Citibank is the latest to announce an increase.
In December, it will raise its basic checking account fee to $10 a month from $8. Account holders can avoid the fee by maintaining a minimum balance of $1,500 in the checking account or a linked savings account or by making at least one direct deposit and at least one online bill payment.
The move is a response to customers' complaints about the complexity of the current fee waiver requirements, a company executive said.
"We are responding directly to feedback they've been giving us," said Steve Troutner, head of banking products for U.S. Consumer Banking for Citibank.
The New Jersey Consumer Checking Account, offered by state-chartered banks for the past 20 years, can be opened with a deposit of $50 or less, and customers can write at least eight checks a month with no extra charges. The banks can charge no more for ATM or check printing than they charge other checking customers.
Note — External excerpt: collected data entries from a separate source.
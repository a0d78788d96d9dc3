// Copyright 2026 The Tutorline Project
// SPDX-License-Identifier: Apache-2.0

/// Drops the blank-line padding models like to emit before an answer.
///
/// Within the first `window` parsed frames of a response, a delta containing
/// any `\n` is dropped whole. The frame counter advances once per frame
/// whether the delta is dropped or forwarded, so the window always closes
/// after `window` frames and later paragraph breaks pass untouched.
#[derive(Debug, Clone)]
pub struct LeadingNewlineSuppressor {
    window: usize,
    frames_seen: usize,
}

impl LeadingNewlineSuppressor {
    pub fn new(window: usize) -> Self {
        Self {
            window,
            frames_seen: 0,
        }
    }

    /// Record one frame; returns whether its delta should be forwarded.
    pub fn admit(&mut self, delta: &str) -> bool {
        let in_window = self.frames_seen < self.window;
        self.frames_seen = self.frames_seen.saturating_add(1);
        !(in_window && delta.contains('\n'))
    }

    pub fn frames_seen(&self) -> usize {
        self.frames_seen
    }
}
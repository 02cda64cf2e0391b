use crate::{SurfaceFactory, synthetic::SAMPLE_RATE};

use std::sync::Arc;

use media_recorder_core::{HandleRegistry, HandleTarget, MediaHandle, PlaybackSurface};
use tokio::time::Instant;
use tracing::debug;

/// A media element without pixels: tracks source, volume and a playback clock.
pub(crate) struct HeadlessSurface {
    name: String,
    handles: Arc<HandleRegistry>,
    source: Option<MediaHandle>,
    offset: f64,
    playing_since: Option<Instant>,
    volume: f64,
    muted: bool,
    autoplay: bool,
}

impl HeadlessSurface {
    pub(crate) fn new(name: impl Into<String>, handles: Arc<HandleRegistry>) -> Self {
        Self {
            name: name.into(),
            handles,
            source: None,
            offset: 0.0,
            playing_since: None,
            volume: 1.0,
            muted: false,
            autoplay: true,
        }
    }

    pub(crate) fn is_playing(&self) -> bool {
        self.playing_since.is_some()
    }
}

impl PlaybackSurface for HeadlessSurface {
    fn set_source(&mut self, handle: &MediaHandle) {
        self.source = Some(handle.clone());
        self.offset = 0.0;
        self.playing_since = self.autoplay.then(Instant::now);

        debug!(surface = %self.name, source = %handle, "Source bound");
    }

    fn play(&mut self) {
        let duration = self.duration();
        if duration.is_finite() && self.offset >= duration {
            self.offset = 0.0;
        }

        if self.playing_since.is_none() {
            self.playing_since = Some(Instant::now());
        }
    }

    fn pause(&mut self) {
        self.offset = self.current_time();
        self.playing_since = None;
    }

    fn set_volume(&mut self, volume: f64) {
        self.volume = volume.clamp(0.0, 1.0);
    }

    fn set_autoplay(&mut self, autoplay: bool) {
        self.autoplay = autoplay;
    }

    fn current_time(&self) -> f64 {
        let running = self
            .playing_since
            .map(|since| since.elapsed().as_secs_f64())
            .unwrap_or(0.0);

        (self.offset + running).min(self.duration())
    }

    fn set_current_time(&mut self, seconds: f64) {
        self.offset = seconds.max(0.0).min(self.duration());
        if self.playing_since.is_some() {
            self.playing_since = Some(Instant::now());
        }
    }

    fn duration(&self) -> f64 {
        match self.source.as_ref().and_then(|h| self.handles.resolve(h)) {
            Some(HandleTarget::Stream { .. }) => f64::INFINITY,
            Some(HandleTarget::Recording(blob)) => blob.len() as f64 / f64::from(SAMPLE_RATE),
            None => 0.0,
        }
    }

    fn muted(&self) -> bool {
        self.muted
    }

    fn set_muted(&mut self, muted: bool) {
        self.muted = muted;
    }

    fn has_ended(&self) -> bool {
        let duration = self.duration();
        self.is_playing() && duration.is_finite() && self.current_time() >= duration
    }
}

/// Creates headless surfaces on demand.
pub(crate) struct HeadlessSurfaceFactory {
    handles: Arc<HandleRegistry>,
}

impl HeadlessSurfaceFactory {
    pub(crate) fn new(handles: Arc<HandleRegistry>) -> Self {
        Self { handles }
    }
}

impl SurfaceFactory for HeadlessSurfaceFactory {
    fn create(&self, surface_type: &str) -> Box<dyn PlaybackSurface> {
        Box::new(HeadlessSurface::new(surface_type, Arc::clone(&self.handles)))
    }
}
But bankers say few people use the accounts because most state-chartered banks offer other accounts that are better deals, with no monthly maintenance charges and little or no minimum-balance requirements.
Englewood Cliffs, N.J.-based North Jersey Community Bank offers free checking and offers a "switch kit" to guide people through the process of moving their accounts. But so far, few have used it, said Frank Sorrentino, the bank's chief executive officer.
"Maybe $10 will be the tipping point," he said.
"I don't understand why people stay in abusive relationships, but they do," he said.